Two Arrested For Visa Fraud
SEATTLE, WAS (IANS) – Two men have been arrested and charged with one count each of conspiracy to commit visa fraud.
Rambhai Patel, 36, and Balwinder Singh, 39, allegedly staged armed robberies so that “victims” could apply for immigration benefits, the US Attorney’s Office for the District of Massachusetts said on December 29.
Patel was arrested in Seattle on December 13, 2023, and following an initial appearance in the Western District of Washington, he was ordered detained pending trial.
Singh was also arrested on the same day in Queens and had his initial appearance in the Eastern District of New York.
While Singh appeared in federal court in Boston, Patel is expected to appear later in the same court.
According to the charging documents, beginning March 2023, Patel, and his co-conspirators, including at times Singh, set up and carried out staged armed robberies.
These were carried out at eight convenience/liquor stores and fast-food restaurants across the United States, including at least four in Massachusetts.
It is alleged that the purpose of the staged robberies was to allow the clerks present to claim that they were victims of a violent crime on an application for U non-immigration status (U Visa).
A U Visa is available to victims of certain crimes who have suffered mental or physical abuse and who have been helpful to law enforcement in the investigation or prosecution of criminal activity.
During the alleged staged robberies, the “robber” would threaten store clerks and/or owners with an apparent firearm before taking cash from the register and fleeing, while the interaction was captured on store surveillance video.
The clerks and/or owners would then wait five or more minutes until the “robber” had escaped before calling police to report the “crime”.
The “victims” are alleged to have each paid Patel to participate in the scheme. In turn, Patel allegedly paid the store owners for the use of their stores for the staged robbery.
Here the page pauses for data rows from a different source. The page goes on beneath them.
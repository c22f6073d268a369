//! Deterministic, lexicon-based scoring. The guaranteed terminal
//! fallback: pure, total, and free of any network dependency.

use crate::analysis::{
    AnalysisBundle, AnalysisError, Analyzer, Emotion, EmotionEvent, Feedback,
    PerformanceMetrics, SpeechMetrics,
};
use futures::future::BoxFuture;
use futures::FutureExt;

const FILLER_WORDS: &[&str] = &["um", "uh", "like", "you", "know", "so", "actually", "basically"];
const UNCERTAIN_WORDS: &[&str] = &[
    "maybe", "perhaps", "possibly", "might", "guess", "think", "probably",
];
const CONFIDENCE_WORDS: &[&str] = &[
    "definitely", "certainly", "absolutely", "confident", "sure", "exactly",
];

/// Content-blind emotion timeline spanning a ~512s interview. The
/// fallback path derives speech metrics and scores from the transcript
/// but keeps emotions and feedback canonical.
const FALLBACK_EMOTIONS: &[(f64, Emotion, f64, f64)] = &[
    (0.0, Emotion::Nervous, 0.7, 25.0),
    (30.0, Emotion::Confident, 0.8, 40.0),
    (75.0, Emotion::Enthusiastic, 0.75, 35.0),
    (115.0, Emotion::Professional, 0.85, 45.0),
    (165.0, Emotion::Hesitant, 0.6, 20.0),
    (190.0, Emotion::Confident, 0.85, 50.0),
    (245.0, Emotion::Enthusiastic, 0.8, 30.0),
    (280.0, Emotion::Professional, 0.9, 40.0),
    (325.0, Emotion::Confident, 0.88, 35.0),
    (365.0, Emotion::Uncertain, 0.5, 15.0),
    (385.0, Emotion::Confident, 0.9, 45.0),
    (435.0, Emotion::Enthusiastic, 0.85, 25.0),
    (465.0, Emotion::Professional, 0.92, 47.0),
];

#[derive(Clone, Debug, Default)]
pub struct HeuristicAnalyzer;

impl HeuristicAnalyzer {
    pub const DEFAULT_OVERALL_SCORE: u8 = 75;

    pub fn new() -> Self {
        Self
    }

    /// Full text-derived bundle. Same text in, same bundle out.
    pub fn analyze_text(&self, text: &str) -> AnalysisBundle {
        let lowered = text.to_lowercase();
        let word_count = lowered.split_whitespace().count() as f64;
        let filler_count = f64::from(count_fillers(&lowered));

        // The scoring penalizes/credits the full lexicon sizes rather
        // than per-transcript occurrences.
        let confidence = (90.0 - filler_count * 2.0 - UNCERTAIN_WORDS.len() as f64 * 3.0
            + CONFIDENCE_WORDS.len() as f64 * 2.0)
            .max(50.0);
        let clarity = (95.0 - filler_count * 1.5).max(60.0);
        let engagement = (80.0 - filler_count + (word_count / 10.0).min(20.0)).max(55.0);
        let professionalism = (85.0 - filler_count * 1.5).max(65.0);

        AnalysisBundle {
            emotions: Self::emotion_timeline(),
            speech_metrics: Self::speech_metrics(text),
            performance_metrics: PerformanceMetrics {
                confidence: confidence.round() as u8,
                clarity: clarity.round() as u8,
                engagement: engagement.round() as u8,
                professionalism: professionalism.round() as u8,
            },
            feedback: Self::canonical_feedback(),
            // Mean of the unrounded sub-scores.
            overall_score: ((confidence + clarity + engagement + professionalism) / 4.0).round()
                as u8,
        }
    }

    /// Text-derived speech metrics. Acoustic features are not derivable
    /// from text, so volume and pitch variation are stubbed constants.
    pub fn speech_metrics(text: &str) -> SpeechMetrics {
        let lowered = text.to_lowercase();
        let word_count = lowered.split_whitespace().count() as f64;
        let filler_count = count_fillers(&lowered);
        let sentence_count = text.split('.').count() as f64;

        SpeechMetrics {
            speech_rate: (word_count * 1.5).clamp(120.0, 180.0),
            pause_count: (sentence_count * 1.2).floor() as u32,
            average_pause_length: 1.5,
            filler_word_count: filler_count,
            hesitation_count: (f64::from(filler_count) * 0.6).floor() as u32,
            volume_variation: 0.3,
            pitch_variation: 0.25,
        }
    }

    pub fn emotion_timeline() -> Vec<EmotionEvent> {
        FALLBACK_EMOTIONS
            .iter()
            .map(|&(timestamp, emotion, intensity, duration)| EmotionEvent {
                timestamp,
                emotion,
                intensity,
                duration,
            })
            .collect()
    }

    pub fn default_performance_metrics() -> PerformanceMetrics {
        PerformanceMetrics {
            confidence: 78,
            clarity: 85,
            engagement: 72,
            professionalism: 88,
        }
    }

    pub fn canonical_feedback() -> Feedback {
        Feedback {
            strengths: vec![
                "Clear and articulate communication".to_owned(),
                "Professional demeanor throughout the interview".to_owned(),
                "Good technical knowledge demonstration".to_owned(),
                "Structured responses to questions".to_owned(),
            ],
            improvements: vec![
                "Reduce use of filler words for clearer communication".to_owned(),
                "Provide more specific examples with quantifiable results".to_owned(),
                "Show more enthusiasm when discussing achievements".to_owned(),
                "Practice confident body language and vocal delivery".to_owned(),
            ],
            suggestions: vec![
                "Record practice sessions to identify speech patterns".to_owned(),
                "Prepare STAR method responses for behavioral questions".to_owned(),
                "Research the company and role more thoroughly".to_owned(),
                "Practice speaking slowly and deliberately".to_owned(),
                "Join a public speaking group like Toastmasters".to_owned(),
            ],
        }
    }
}

fn count_fillers(lowered_text: &str) -> u32 {
    lowered_text
        .split_whitespace()
        .filter(|word| {
            let stripped = word.trim_matches(|c| matches!(c, '.' | ',' | '!' | '?'));
            FILLER_WORDS.contains(&stripped)
        })
        .count() as u32
}

impl Analyzer for HeuristicAnalyzer {
    fn analyze(&self, text: String) -> BoxFuture<'_, Result<AnalysisBundle, AnalysisError>> {
        async move { Ok(self.analyze_text(&text)) }.boxed()
    }
}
The charge of conspiracy to commit visa fraud provides for a sentence of up to five years in prison, three years of supervised release, and a fine of $250,000.
Sentences are imposed by a federal district court judge based upon the US Sentencing guidelines and statutes which govern the determination of a sentence in a criminal case.
The details contained in the charging documents are allegations, and the defendants are presumed innocent unless and until proven guilty beyond a reasonable doubt in a court of law, the attorney’s office said.